PROBLEM TO SOLVE: Take from the material every line that contains the word "after".
** Opening MATERIAL FOR THIS EXERCISE block **
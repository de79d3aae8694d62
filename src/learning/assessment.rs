// ABOUTME: Assessment engine: pre-test, lesson quiz and final assessment submissions
// ABOUTME: Scores answers, applies pass and attempt-limit policy, triggers completion and certificates
//
// SPDX-License-Identifier: MIT OR Apache-2.0
// Copyright (c) 2025 Pierre Fitness Intelligence

//! # Assessment engine
//!
//! Three call sites share one scoring routine ([`QuizContent::score`]):
//!
//! - **Pre-test**: one attempt per learner and course, scored against the
//!   pre-test passing rate. Passing never issues a certificate.
//! - **Lesson quiz**: unlimited attempts, passes only on a perfect score. A
//!   pass completes the lesson through the [`ProgressTracker`].
//! - **Final assessment**: limited attempts per assessment cycle, scored
//!   against the course passing rate. The first pass issues the completion
//!   certificate; a failing last attempt resets the learner's progress.
//!
//! Every submission runs in one transaction: the attempt row, progress,
//! certificate and signatory rows commit together or not at all.

use super::certificates::CertificateIssuer;
use super::progress::ProgressTracker;
use super::{ensure_enrolled, Actor};
use crate::database::{
    AttemptManager, AttemptSubject, CourseManager, CycleReason, Database, ProgressManager,
};
use crate::errors::{AppError, AppResult};
use lms_core::models::{Answers, AssessmentPolicy, Course, QuizContent};
use serde::Serialize;
use sqlx::SqliteConnection;
use tracing::{info, warn};
use uuid::Uuid;

/// Result of the single pre-test attempt
#[derive(Debug, Clone, PartialEq, Serialize)]
#[serde(rename_all = "camelCase")]
pub struct PreTestOutcome {
    /// Correct answers
    pub score: u32,
    /// Questions
    pub total: u32,
    /// Score in percent
    pub percentage: f64,
    /// Reached the passing rate
    pub passed: bool,
    /// Passing rate applied
    pub passing_rate: u8,
}

/// Result of a lesson quiz submission
#[derive(Debug, Clone, PartialEq, Eq, Serialize)]
#[serde(rename_all = "camelCase")]
pub struct QuizOutcome {
    /// Correct answers
    pub score: u32,
    /// Questions
    pub total: u32,
    /// Every question answered correctly
    pub passed: bool,
    /// Indices of correctly answered questions
    pub correct_questions: Vec<usize>,
    /// Lesson after the quiz when passed; `None` when failed or last
    pub next_lesson_id: Option<Uuid>,
    /// Every lesson of the course is complete
    pub course_complete: bool,
    /// Completion certificate issued or reused through lesson completion
    pub certificate_id: Option<Uuid>,
}

/// Result of a final assessment submission
#[derive(Debug, Clone, PartialEq, Serialize)]
#[serde(rename_all = "camelCase")]
pub struct FinalAssessmentOutcome {
    /// Correct answers
    pub score: u32,
    /// Questions
    pub total: u32,
    /// Score in percent
    pub percentage: f64,
    /// Reached the passing rate
    pub passed: bool,
    /// Completion certificate (new or existing) when passed
    pub certificate_id: Option<Uuid>,
    /// Number of that certificate
    pub certificate_number: Option<String>,
    /// Attempts are exhausted and lesson progress was reset
    pub retake_required: bool,
    /// Attempts used in the current cycle, including this one
    pub attempts_used: u32,
    /// Attempts allowed per cycle
    pub max_attempts: u32,
}

/// Result of starting a retake
#[derive(Debug, Clone, Copy, PartialEq, Eq, Serialize)]
#[serde(rename_all = "camelCase")]
pub struct RetakeOutcome {
    /// Newly opened assessment cycle
    pub cycle: u32,
    /// Attempts available in the new cycle
    pub attempts_remaining: u32,
}

/// Assessment engine
#[derive(Clone)]
pub struct AssessmentEngine {
    database: Database,
}

impl AssessmentEngine {
    /// Create a new assessment engine
    #[must_use]
    pub const fn new(database: Database) -> Self {
        Self { database }
    }

    /// Score the caller's one pre-test attempt
    ///
    /// # Errors
    ///
    /// Returns not-found when the course has no pre-test, permission-denied
    /// when not enrolled, and a conflict on a second submission
    pub async fn submit_pre_test(
        &self,
        actor: &Actor,
        course_id: Uuid,
        answers: &Answers,
    ) -> AppResult<PreTestOutcome> {
        let mut guard = self.database.begin().await?;
        let conn = guard.executor()?;

        let course = load_course(conn, actor, course_id).await?;
        let pre_test = course
            .pre_test
            .ok_or_else(|| AppError::not_found("Pre-test"))?;
        ensure_enrolled(conn, actor, course_id).await?;

        if AttemptManager::has_pre_test_attempt_in(conn, actor.user_id, course_id).await? {
            return Err(AppError::conflict("Pre-test already submitted"));
        }

        let summary = pre_test.content.score(answers);
        let passed = summary.meets(pre_test.passing_rate);
        AttemptManager::record_pre_test_attempt_in(
            conn,
            subject(actor, course_id),
            &summary,
            passed,
        )
        .await?;
        guard.commit().await?;

        info!(
            tenant_id = %actor.tenant_id,
            user_id = %actor.user_id,
            course_id = %course_id,
            score = summary.score,
            total = summary.total,
            passed,
            "Pre-test submitted"
        );

        Ok(PreTestOutcome {
            score: summary.score,
            total: summary.total,
            percentage: summary.percentage(),
            passed,
            passing_rate: pre_test.passing_rate,
        })
    }

    /// Score a lesson quiz; a perfect score completes the lesson
    ///
    /// # Errors
    ///
    /// Returns not-found for an unknown course or lesson, invalid-input when
    /// the lesson is not a quiz, and permission-denied when not enrolled
    pub async fn submit_lesson_quiz(
        &self,
        actor: &Actor,
        course_id: Uuid,
        lesson_id: Uuid,
        answers: &Answers,
    ) -> AppResult<QuizOutcome> {
        let mut guard = self.database.begin().await?;
        let conn = guard.executor()?;

        let course = load_course(conn, actor, course_id).await?;
        let lesson = CourseManager::get_lesson_in(conn, actor.tenant_id, course_id, lesson_id)
            .await?
            .ok_or_else(|| AppError::not_found(format!("Lesson {lesson_id}")))?;
        let quiz: &QuizContent = lesson
            .content
            .quiz()
            .ok_or_else(|| AppError::invalid_input("Lesson is not a quiz"))?;
        ensure_enrolled(conn, actor, course_id).await?;

        let summary = quiz.score(answers);
        AttemptManager::record_quiz_attempt_in(conn, subject(actor, course_id), lesson_id, &summary)
            .await?;

        let passed = summary.is_perfect();
        let completion = if passed {
            Some(ProgressTracker::record_completion_in(conn, actor, &course, lesson_id).await?)
        } else {
            None
        };
        guard.commit().await?;

        info!(
            tenant_id = %actor.tenant_id,
            user_id = %actor.user_id,
            lesson_id = %lesson_id,
            score = summary.score,
            total = summary.total,
            passed,
            "Lesson quiz submitted"
        );

        Ok(QuizOutcome {
            score: summary.score,
            total: summary.total,
            passed,
            correct_questions: summary.correct_questions,
            next_lesson_id: completion.as_ref().and_then(|c| c.next_lesson_id),
            course_complete: completion.as_ref().is_some_and(|c| c.course_complete),
            certificate_id: completion.and_then(|c| c.certificate_id),
        })
    }

    /// Score a final assessment attempt
    ///
    /// # Errors
    ///
    /// Returns not-found when the course has no final assessment,
    /// permission-denied when not enrolled or lessons are incomplete, and
    /// attempt-limit when the current cycle's attempts are used up (no
    /// attempt is recorded in that case)
    pub async fn submit_final_assessment(
        &self,
        actor: &Actor,
        course_id: Uuid,
        answers: &Answers,
    ) -> AppResult<FinalAssessmentOutcome> {
        let mut guard = self.database.begin().await?;
        let conn = guard.executor()?;

        let course = load_course(conn, actor, course_id).await?;
        let policy = final_policy(&course)?;
        ensure_enrolled(conn, actor, course_id).await?;
        ensure_lessons_complete(conn, actor, course_id, "before the final assessment").await?;

        let cycle = AttemptManager::current_cycle_in(conn, actor.user_id, course_id).await?;
        let used =
            AttemptManager::count_final_attempts_in(conn, actor.user_id, course_id, cycle).await?;
        if used >= policy.max_attempts {
            return Err(AppError::attempt_limit("Maximum attempts reached"));
        }

        let summary = policy.content.score(answers);
        let passed = summary.meets(policy.passing_rate);
        AttemptManager::record_final_attempt_in(
            conn,
            subject(actor, course_id),
            cycle,
            &summary,
            passed,
        )
        .await?;
        let attempts_used = used + 1;

        let certificate = if passed {
            Some(
                CertificateIssuer::issue_completion_in(
                    conn,
                    actor.tenant_id,
                    actor.user_id,
                    course_id,
                )
                .await?,
            )
        } else {
            None
        };

        let retake_required = !passed && attempts_used >= policy.max_attempts;
        if retake_required {
            ProgressTracker::reset_progress_in(conn, actor.user_id, course_id).await?;
            warn!(
                tenant_id = %actor.tenant_id,
                user_id = %actor.user_id,
                course_id = %course_id,
                cycle,
                "Final assessment attempts exhausted, progress reset"
            );
        }
        guard.commit().await?;

        info!(
            tenant_id = %actor.tenant_id,
            user_id = %actor.user_id,
            course_id = %course_id,
            score = summary.score,
            total = summary.total,
            passed,
            attempts_used,
            "Final assessment submitted"
        );

        Ok(FinalAssessmentOutcome {
            score: summary.score,
            total: summary.total,
            percentage: summary.percentage(),
            passed,
            certificate_id: certificate.as_ref().map(|c| c.id),
            certificate_number: certificate.map(|c| c.certificate_number),
            retake_required,
            attempts_used,
            max_attempts: policy.max_attempts,
        })
    }

    /// Open a new assessment cycle after attempts ran out and every lesson
    /// was completed again
    ///
    /// # Errors
    ///
    /// Returns a conflict while attempts remain and permission-denied until
    /// the lessons are re-completed
    pub async fn start_retake(&self, actor: &Actor, course_id: Uuid) -> AppResult<RetakeOutcome> {
        let mut guard = self.database.begin().await?;
        let conn = guard.executor()?;

        let course = load_course(conn, actor, course_id).await?;
        let policy = final_policy(&course)?;
        ensure_enrolled(conn, actor, course_id).await?;

        let cycle = AttemptManager::current_cycle_in(conn, actor.user_id, course_id).await?;
        let used =
            AttemptManager::count_final_attempts_in(conn, actor.user_id, course_id, cycle).await?;
        if used < policy.max_attempts {
            return Err(AppError::conflict(format!(
                "{} attempt(s) remain in the current cycle",
                policy.max_attempts - used
            )));
        }
        ensure_lessons_complete(conn, actor, course_id, "before retaking the assessment").await?;

        let cycle =
            AttemptManager::start_cycle_in(conn, actor.user_id, course_id, CycleReason::Retake)
                .await?;
        guard.commit().await?;

        info!(
            tenant_id = %actor.tenant_id,
            user_id = %actor.user_id,
            course_id = %course_id,
            cycle,
            "Assessment retake started"
        );
        Ok(RetakeOutcome {
            cycle,
            attempts_remaining: policy.max_attempts,
        })
    }
}

const fn subject(actor: &Actor, course_id: Uuid) -> AttemptSubject {
    AttemptSubject {
        tenant_id: actor.tenant_id,
        user_id: actor.user_id,
        course_id,
    }
}

async fn load_course(
    conn: &mut SqliteConnection,
    actor: &Actor,
    course_id: Uuid,
) -> AppResult<Course> {
    CourseManager::get_course_in(conn, actor.tenant_id, course_id)
        .await?
        .ok_or_else(|| AppError::not_found(format!("Course {course_id}")))
}

fn final_policy(course: &Course) -> AppResult<&AssessmentPolicy> {
    course
        .final_assessment
        .as_ref()
        .ok_or_else(|| AppError::not_found("Final assessment"))
}

async fn ensure_lessons_complete(
    conn: &mut SqliteConnection,
    actor: &Actor,
    course_id: Uuid,
    context: &str,
) -> AppResult<()> {
    let (completed, total) =
        ProgressManager::lesson_counts_in(conn, actor.user_id, course_id).await?;
    if completed < total {
        return Err(AppError::permission_denied(format!(
            "Complete every lesson {context} ({completed}/{total} done)"
        ))
        .with_details(serde_json::json!({ "completed": completed, "total": total })));
    }
    Ok(())
}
** Closing MATERIAL FOR THIS EXERCISE block **
PROBLEM SOLUTION:
    /// Lesson after the quiz when passed; `None` when failed or last
    /// Open a new assessment cycle after attempts ran out and every lesson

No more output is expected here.